A screenshot of the BentoBox backend.

Alt-text is automatically generated on the BentoBox Backend when uploading a new image. 

For example, here’s what it looks like in our backend when you upload a new image on your own. You can see that alt-text is automatically generated for you. You should always check the alt-text that our platform automatically generates for you to make sure it’s describing the image as accurately as possible. You can also easily add a title whenever you add a new page. This is another accessibility requirement that’s simple to do in the BentoBox backend.

Automated Testing and Remediation

The second layer of web accessibility is automated testing and remediation. This is an online tool that checks your website for ADA issues and automatically fixes them for you. Some website providers offer accessibility widgets that fix easy-to-find errors on a website. These include items such as adding keyboard operability, adjusting color contrast and putting ARIA (Accessible Rich Internet Applications) tags onto your website. ARIA tags allow screen readers to read each bit of information correctly.

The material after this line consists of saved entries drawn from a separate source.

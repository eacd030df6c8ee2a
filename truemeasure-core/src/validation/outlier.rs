//! Statistical Outlier Validator
//!
//! Third validator in the registry: standard-score (z-score) deviation of
//! a measurement against the rolling window of recently accepted
//! same-kind values. Where the consistency validator asks "does this
//! agree with the *last* reading", this one asks "does this belong to the
//! *population* of recent readings at all".
//!
//! Thresholds follow statistical process control: past 2σ the reading is
//! suspicious (warning), past 3σ it is rejected as an outlier (major
//! fault). The standard deviation is floored so a run of identical values
//! cannot manufacture infinite z-scores out of rounding noise.
//!
//! A thin window (fewer than four accepted values) yields a clean verdict
//! - the variance estimate would be too noisy to reject anything.

use crate::constants::quality::{OUTLIER_MIN_SAMPLES, OUTLIER_REJECT_SIGMA, OUTLIER_WARN_SIGMA};
use crate::validation::{FaultSeverity, ValidationInput, ValidatorVerdict, ValueWindow};

/// Reported as the fault source
const SOURCE: &str = "outlier";

/// Relative floor on the standard deviation (fraction of |mean|)
const RELATIVE_SIGMA_FLOOR: f32 = 0.01;

/// Absolute floor on the standard deviation
const ABSOLUTE_SIGMA_FLOOR: f32 = 1e-4;

/// Population-deviation scoring over the value window
#[derive(Debug, Clone, Default)]
pub struct OutlierValidator;

impl OutlierValidator {
    /// Create the validator
    pub fn new() -> Self {
        Self
    }

    /// Check one measurement against the kind's value window
    pub(crate) fn check(
        &self,
        input: &ValidationInput<'_>,
        window: &ValueWindow,
    ) -> ValidatorVerdict {
        if window.len() < OUTLIER_MIN_SAMPLES {
            return ValidatorVerdict::clean(1.0);
        }

        let (mean, sigma) = match window.statistics() {
            Some(stats) => stats,
            None => return ValidatorVerdict::clean(1.0),
        };

        let sigma_floor = sigma
            .max(RELATIVE_SIGMA_FLOOR * libm::fabsf(mean))
            .max(ABSOLUTE_SIGMA_FLOOR);
        let z = libm::fabsf(input.value - mean) / sigma_floor;

        let mut verdict = ValidatorVerdict::clean(1.0);

        if z >= OUTLIER_REJECT_SIGMA {
            verdict.fault(
                SOURCE,
                FaultSeverity::Major,
                "measurement is a statistical outlier",
                0.3,
            );
        } else if z >= OUTLIER_WARN_SIGMA {
            verdict.warn(SOURCE, "measurement deviates from recent population", 0.9);
        }

        verdict
    }
}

The issue, however, is that automatic testing and remediation can typically only catch 30% of accessibility issues. This brings us to the third type of accessibility protection.

a close up of a logo

A chart showing Testing & Remediation Coverage percentages.

Manual Testing and Remediation

Monitoring your website content for any new updates by users on your team is nearly impossible for a busy restaurant operator. And identifying any accessibility issues is not an easy thing to spot if you’re not an accessibility expert. It would require hiring an ADA-trained engineer to recognize certain issues, fix them, and pay them a retainer to monitor your website’s user edits over time. 

Our new tool, ADA Pro powered by AudioEye, provides continual and comprehensive audits of your website. It does this through a combination of automated and manual processes to identify and remediate any accessibility issues. The AudioEye team are web accessibility experts, trained to spot issues that automated testing alone does not catch. This brings us to our final layer of accessibility.

Certification

When it comes to accessibility, it’s important to have an official website certification for your website. ADA Pro covers automated and manual testing and remediation over time, no matter what changes your team makes to your website.

ADA certification on a restaurant website.

The certification statement icon. 

On top of that, it gives you a certification that anyone visiting your website can see. The certification lives in a toolbar on your website, showing the public your commitment to inclusion. It also includes a host of accessibility tools that any site visitor can use, including the ability to adjust text size, line height, use a player and a 24/7 accessibility help desk that connects visitors directly with digital accessibility experts. ADA Pro is a powerful added layer of support that BentoBox is proud to offer customers who want to take their web accessibility further than template-level certification.

How to Get an Accessible Website

Regardless of your website provider, you should inquire if their templates are accessible, offer monitoring and remediation, expert accessibility support and certification. Inquiring about these will help you to learn upfront from a website vendor exactly what they can offer you for website protection.